=== Study material ===
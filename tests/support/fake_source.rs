// ABOUTME: Scriptable in-memory StatusSource for driving the supervisor in tests.
// ABOUTME: Serves per-resource snapshots, scripted delayed fetches, and test-fed event streams.

use async_trait::async_trait;
use kahu::snapshot::Snapshot;
use kahu::transport::{
    EventStream, FetchError, StatusSource, StreamEvent, SubmitError, TransportError,
};
use kahu::types::{ActionKind, Target};
use parking_lot::Mutex;
use std::collections::{HashMap, VecDeque};
use std::sync::Arc;
use std::time::Duration;
use tokio::sync::mpsc;

pub type StreamSender = mpsc::UnboundedSender<Result<StreamEvent, TransportError>>;

/// One scripted fetch response, consumed in call order.
pub struct ScriptedFetch {
    pub delay: Duration,
    pub result: Result<Snapshot, FetchError>,
}

#[derive(Default)]
struct Inner {
    snapshots: HashMap<String, Snapshot>,
    scripted: VecDeque<ScriptedFetch>,
    failure: Option<FetchError>,
    streams: VecDeque<mpsc::UnboundedReceiver<Result<StreamEvent, TransportError>>>,
    submit_result: Option<SubmitError>,
    submit_delay: Duration,
    after_submit: Option<Snapshot>,
    fetched: Vec<Target>,
    submitted: Vec<(Target, ActionKind)>,
    stream_attempts: usize,
}

#[derive(Clone, Default)]
pub struct FakeSource {
    inner: Arc<Mutex<Inner>>,
}

impl FakeSource {
    pub fn new() -> Self {
        Self::default()
    }

    /// Serve `snapshot` for its resource until replaced.
    pub fn serve(&self, snapshot: Snapshot) {
        let id = snapshot.resource.id.to_string();
        self.inner.lock().snapshots.insert(id, snapshot);
    }

    /// Queue a one-off response for the next unscripted fetch.
    pub fn script(&self, delay: Duration, result: Result<Snapshot, FetchError>) {
        self.inner
            .lock()
            .scripted
            .push_back(ScriptedFetch { delay, result });
    }

    /// Fail every fetch with `error` until [`heal`](Self::heal).
    pub fn fail_fetches(&self, error: FetchError) {
        self.inner.lock().failure = Some(error);
    }

    pub fn heal(&self) {
        self.inner.lock().failure = None;
    }

    /// Make the next stream connection succeed, fed by the returned sender.
    /// Dropping the sender ends the stream.
    pub fn open_stream(&self) -> StreamSender {
        let (tx, rx) = mpsc::unbounded_channel();
        self.inner.lock().streams.push_back(rx);
        tx
    }

    pub fn reject_submissions(&self, error: SubmitError) {
        self.inner.lock().submit_result = Some(error);
    }

    /// Hold every submission reply back by `delay`.
    pub fn delay_submissions(&self, delay: Duration) {
        self.inner.lock().submit_delay = delay;
    }

    /// Serve `snapshot` once the next submission is accepted.
    pub fn on_submit_serve(&self, snapshot: Snapshot) {
        self.inner.lock().after_submit = Some(snapshot);
    }

    pub fn fetched(&self) -> Vec<Target> {
        self.inner.lock().fetched.clone()
    }

    pub fn fetch_count(&self) -> usize {
        self.inner.lock().fetched.len()
    }

    pub fn submitted(&self) -> Vec<(Target, ActionKind)> {
        self.inner.lock().submitted.clone()
    }

    pub fn stream_attempts(&self) -> usize {
        self.inner.lock().stream_attempts
    }
}

#[async_trait]
impl StatusSource for FakeSource {
    async fn fetch(&self, target: &Target) -> Result<Snapshot, FetchError> {
        let (delay, result) = {
            let mut inner = self.inner.lock();
            inner.fetched.push(target.clone());
            if let Some(scripted) = inner.scripted.pop_front() {
                (scripted.delay, scripted.result)
            } else if let Some(error) = inner.failure.clone() {
                (Duration::ZERO, Err(error))
            } else {
                let result = inner
                    .snapshots
                    .get(target.id.as_str())
                    .cloned()
                    .ok_or(FetchError::NotFound);
                (Duration::ZERO, result)
            }
        };

        if !delay.is_zero() {
            tokio::time::sleep(delay).await;
        }
        result
    }

    async fn stream(&self, _target: &Target) -> Result<EventStream, TransportError> {
        let rx = {
            let mut inner = self.inner.lock();
            inner.stream_attempts += 1;
            inner.streams.pop_front()
        };
        let Some(rx) = rx else {
            return Err(TransportError::Connect("connection refused".to_string()));
        };

        let events = futures::stream::unfold(rx, |mut rx| async move {
            rx.recv().await.map(|item| (item, rx))
        });
        Ok(Box::pin(events))
    }

    async fn submit(&self, target: &Target, kind: ActionKind) -> Result<(), SubmitError> {
        let (delay, result) = {
            let mut inner = self.inner.lock();
            inner.submitted.push((target.clone(), kind));
            let result = match inner.submit_result.clone() {
                Some(error) => Err(error),
                None => {
                    if let Some(snapshot) = inner.after_submit.take() {
                        let id = snapshot.resource.id.to_string();
                        inner.snapshots.insert(id, snapshot);
                    }
                    Ok(())
                }
            };
            (inner.submit_delay, result)
        };

        if !delay.is_zero() {
            tokio::time::sleep(delay).await;
        }
        result
    }
}
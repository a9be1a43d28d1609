// ABOUTME: Adaptive poll cadence: fast while active, grace window after, slow when idle.
// ABOUTME: Pure policy plus an activity tracker that remembers when work last ended.

use std::fmt;
use std::time::Duration;
use tokio::time::Instant;

use crate::config::PollingConfig;
use crate::types::ViewScope;

/// Externally observed activity signal for the tracked resource.
#[derive(Debug, Clone, Copy, Default, PartialEq, Eq)]
pub struct Activity {
    /// A live deploy/rule deploy or a pending optimistic action exists.
    pub active: bool,
    /// The resource itself is still being provisioned.
    pub provisioning: bool,
}

/// Which interval tier the scheduler is on.
#[derive(Debug, Clone, Copy, PartialEq, Eq)]
pub enum Cadence {
    Fast,
    Provisioning,
    Slow,
}

impl fmt::Display for Cadence {
    fn fmt(&self, f: &mut fmt::Formatter<'_>) -> fmt::Result {
        match self {
            Cadence::Fast => write!(f, "fast"),
            Cadence::Provisioning => write!(f, "provisioning"),
            Cadence::Slow => write!(f, "slow"),
        }
    }
}

#[derive(Debug, Clone, Copy, PartialEq, Eq)]
pub struct CadencePolicy {
    pub fast: Duration,
    pub slow: Duration,
    pub provisioning: Duration,
    pub grace: Duration,
}

impl CadencePolicy {
    /// Policy for a single resource's detail view.
    pub fn detail(config: &PollingConfig) -> Self {
        Self {
            fast: config.fast_interval,
            slow: config.slow_interval,
            provisioning: config.provisioning_interval,
            grace: config.grace_window,
        }
    }

    /// Coarser fast tier for list views that poll many resources.
    pub fn list(config: &PollingConfig) -> Self {
        Self {
            fast: config.list_fast_interval,
            ..Self::detail(config)
        }
    }

    pub fn for_scope(config: &PollingConfig, scope: ViewScope) -> Self {
        match scope {
            ViewScope::Detail => Self::detail(config),
            ViewScope::List => Self::list(config),
        }
    }

    pub fn cadence(&self, tracker: &ActivityTracker, now: Instant) -> Cadence {
        if tracker.recently_active(now, self.grace) {
            Cadence::Fast
        } else if tracker.provisioning() {
            Cadence::Provisioning
        } else {
            Cadence::Slow
        }
    }

    pub fn interval(&self, cadence: Cadence) -> Duration {
        match cadence {
            Cadence::Fast => self.fast,
            Cadence::Provisioning => self.provisioning,
            Cadence::Slow => self.slow,
        }
    }
}

impl Default for CadencePolicy {
    fn default() -> Self {
        Self::detail(&PollingConfig::default())
    }
}

/// Remembers the current activity signal and when it last went idle.
#[derive(Debug, Clone, Default)]
pub struct ActivityTracker {
    current: Activity,
    went_idle_at: Option<Instant>,
}

impl ActivityTracker {
    /// Record the latest signal. Returns true if `active` flipped.
    pub fn observe(&mut self, activity: Activity, now: Instant) -> bool {
        let flipped = self.current.active != activity.active;
        if self.current.active && !activity.active {
            self.went_idle_at = Some(now);
        }
        if activity.active {
            self.went_idle_at = None;
        }
        self.current = activity;
        flipped
    }

    pub fn is_active(&self) -> bool {
        self.current.active
    }

    pub fn provisioning(&self) -> bool {
        self.current.provisioning
    }

    /// When activity last went from active to inactive, if it has since.
    pub fn went_idle_at(&self) -> Option<Instant> {
        self.went_idle_at
    }

    /// Active now, or went idle less than `grace` ago.
    pub fn recently_active(&self, now: Instant, grace: Duration) -> bool {
        self.current.active
            || self
                .went_idle_at
                .is_some_and(|idle| now.saturating_duration_since(idle) < grace)
    }
}
// ABOUTME: Read-only view of sync state published to presentation code.
// ABOUTME: Also defines the supervisor phases and one-shot notices.

use serde::Serialize;

use super::error::SyncError;
use crate::optimistic::OptimisticAction;
use crate::reconcile::SyncHealth;
use crate::snapshot::{Deploy, RuleDeploy, Snapshot};
use crate::types::{ActionKind, Target};

/// Lifecycle of the supervisor for its tracked resource.
#[derive(Debug, Clone, Copy, Default, PartialEq, Eq, Serialize)]
#[serde(rename_all = "kebab-case")]
pub enum SyncPhase {
    /// No resource tracked.
    #[default]
    Idle,
    /// Initial fetch in flight.
    Bootstrapping,
    /// Has a snapshot and the last sync attempt succeeded.
    Synced,
    /// Last sync attempt failed; the stale snapshot (if any) is retained.
    Degraded,
}

impl std::fmt::Display for SyncPhase {
    fn fmt(&self, f: &mut std::fmt::Formatter<'_>) -> std::fmt::Result {
        let name = match self {
            SyncPhase::Idle => "idle",
            SyncPhase::Bootstrapping => "bootstrapping",
            SyncPhase::Synced => "synced",
            SyncPhase::Degraded => "degraded",
        };
        f.write_str(name)
    }
}

/// Immutable copy of everything presentation code may read.
#[derive(Debug, Clone, Default, PartialEq)]
pub struct SyncView {
    pub phase: SyncPhase,
    pub target: Option<Target>,
    pub snapshot: Option<Snapshot>,
    pub health: SyncHealth,
    /// Optimistic actions awaiting confirmation.
    pub pending: Vec<OptimisticAction>,
    /// Actions whose submission request is still in flight.
    pub submitting: Vec<ActionKind>,
    /// The push stream is connected.
    pub streaming: bool,
    /// The poll timer is armed.
    pub polling: bool,
}

impl SyncView {
    pub fn latest_deploy(&self) -> Option<&Deploy> {
        let target = self.target.as_ref()?;
        self.snapshot.as_ref()?.latest_deploy(&target.environment)
    }

    pub fn latest_rule_deploy(&self) -> Option<&RuleDeploy> {
        let target = self.target.as_ref()?;
        self.snapshot.as_ref()?.latest_rule_deploy(&target.environment)
    }

    pub fn is_pending(&self, kind: ActionKind) -> bool {
        self.pending.iter().any(|a| a.kind == kind)
    }

    /// Whether the action trigger for `kind` should be disabled.
    pub fn is_busy(&self, kind: ActionKind) -> bool {
        if self.is_pending(kind) || self.submitting.contains(&kind) {
            return true;
        }
        let (Some(target), Some(snapshot)) = (self.target.as_ref(), self.snapshot.as_ref()) else {
            return false;
        };
        match kind {
            ActionKind::Deploy => snapshot.has_live_deploy(&target.environment),
            ActionKind::PublishRules => snapshot.has_live_rule_deploy(&target.environment),
        }
    }

    /// Showing data known to be out of date.
    pub fn is_stale(&self) -> bool {
        self.phase == SyncPhase::Degraded
    }
}

/// One-shot events for the caller, delivered on a broadcast channel.
#[derive(Debug, Clone)]
pub enum SyncNotice {
    /// A failure the user should see (timeout, rejected action, drift).
    Failure { target: Target, error: SyncError },
    /// The server reported the resource gone; tracking stopped.
    ResourceDeleted { target: Target },
}

impl SyncNotice {
    pub fn target(&self) -> &Target {
        match self {
            SyncNotice::Failure { target, .. } | SyncNotice::ResourceDeleted { target } => target,
        }
    }

    pub fn error(&self) -> Option<&SyncError> {
        match self {
            SyncNotice::Failure { error, .. } => Some(error),
            SyncNotice::ResourceDeleted { .. } => None,
        }
    }
}
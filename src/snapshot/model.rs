// ABOUTME: Serializable snapshot of a tracked resource and its sub-entities.
// ABOUTME: Pure data mirroring the server's status payload (camelCase JSON).

use chrono::{DateTime, Utc};
use serde::{Deserialize, Serialize};
use std::collections::BTreeMap;

use crate::status::{DeployStatus, RuleDeployStatus};
use crate::types::{DeployId, Environment, ResourceId, RuleDeployId, RuleId};

/// Complete, authoritative state of one resource at a point in time.
#[derive(Debug, Clone, PartialEq, Serialize, Deserialize)]
#[serde(rename_all = "camelCase")]
pub struct Snapshot {
    pub resource: Resource,
    #[serde(default)]
    pub deploys: Vec<Deploy>,
    #[serde(default)]
    pub rules: Vec<Rule>,
    #[serde(default)]
    pub rule_deploys: Vec<RuleDeploy>,
}

/// The tracked resource itself. Fields beyond the ones the sync core
/// needs are carried through untouched.
#[derive(Debug, Clone, PartialEq, Serialize, Deserialize)]
#[serde(rename_all = "camelCase")]
pub struct Resource {
    pub id: ResourceId,
    #[serde(default, skip_serializing_if = "Option::is_none")]
    pub name: Option<String>,
    #[serde(default, skip_serializing_if = "Option::is_none")]
    pub status: Option<String>,
    #[serde(flatten)]
    pub attributes: BTreeMap<String, serde_json::Value>,
}

#[derive(Debug, Clone, PartialEq, Serialize, Deserialize)]
#[serde(rename_all = "camelCase")]
pub struct Deploy {
    pub id: DeployId,
    pub resource_id: ResourceId,
    pub environment: Environment,
    pub status: DeployStatus,
    #[serde(default)]
    pub started_at: Option<DateTime<Utc>>,
    #[serde(default)]
    pub created_at: Option<DateTime<Utc>>,
    #[serde(default)]
    pub updated_at: Option<DateTime<Utc>>,
    #[serde(default, skip_serializing_if = "Option::is_none")]
    pub commit: Option<String>,
    #[serde(default, skip_serializing_if = "Option::is_none")]
    pub branch: Option<String>,
    #[serde(default)]
    pub logs: Vec<serde_json::Value>,
}

#[derive(Debug, Clone, PartialEq, Serialize, Deserialize)]
#[serde(rename_all = "camelCase")]
pub struct Rule {
    pub id: RuleId,
    pub resource_id: ResourceId,
    #[serde(default, skip_serializing_if = "Option::is_none")]
    pub environment: Option<Environment>,
    #[serde(flatten)]
    pub attributes: BTreeMap<String, serde_json::Value>,
}

#[derive(Debug, Clone, PartialEq, Serialize, Deserialize)]
#[serde(rename_all = "camelCase")]
pub struct RuleDeploy {
    pub id: RuleDeployId,
    pub resource_id: ResourceId,
    pub environment: Environment,
    pub status: RuleDeployStatus,
    #[serde(default)]
    pub started_at: Option<DateTime<Utc>>,
    #[serde(default)]
    pub created_at: Option<DateTime<Utc>>,
    #[serde(default)]
    pub updated_at: Option<DateTime<Utc>>,
    #[serde(default)]
    pub logs: Vec<serde_json::Value>,
}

=== Action item ===
Above are the records; print exactly the lines from the line with "if let Some(snapshot)" to the line with "the tracked resource.", including both, and nothing else.

=== Answer to this task ===
                    if let Some(snapshot) = inner.after_submit.take() {
                        let id = snapshot.resource.id.to_string();
                        inner.snapshots.insert(id, snapshot);
                    }
                    Ok(())
                }
            };
            (inner.submit_delay, result)
        };

        if !delay.is_zero() {
            tokio::time::sleep(delay).await;
        }
        result
    }
}
repository a9be1a43d28d1609
// ABOUTME: Adaptive poll cadence: fast while active, grace window after, slow when idle.
// ABOUTME: Pure policy plus an activity tracker that remembers when work last ended.

use std::fmt;
use std::time::Duration;
use tokio::time::Instant;

use crate::config::PollingConfig;
use crate::types::ViewScope;

/// Externally observed activity signal for the tracked resource.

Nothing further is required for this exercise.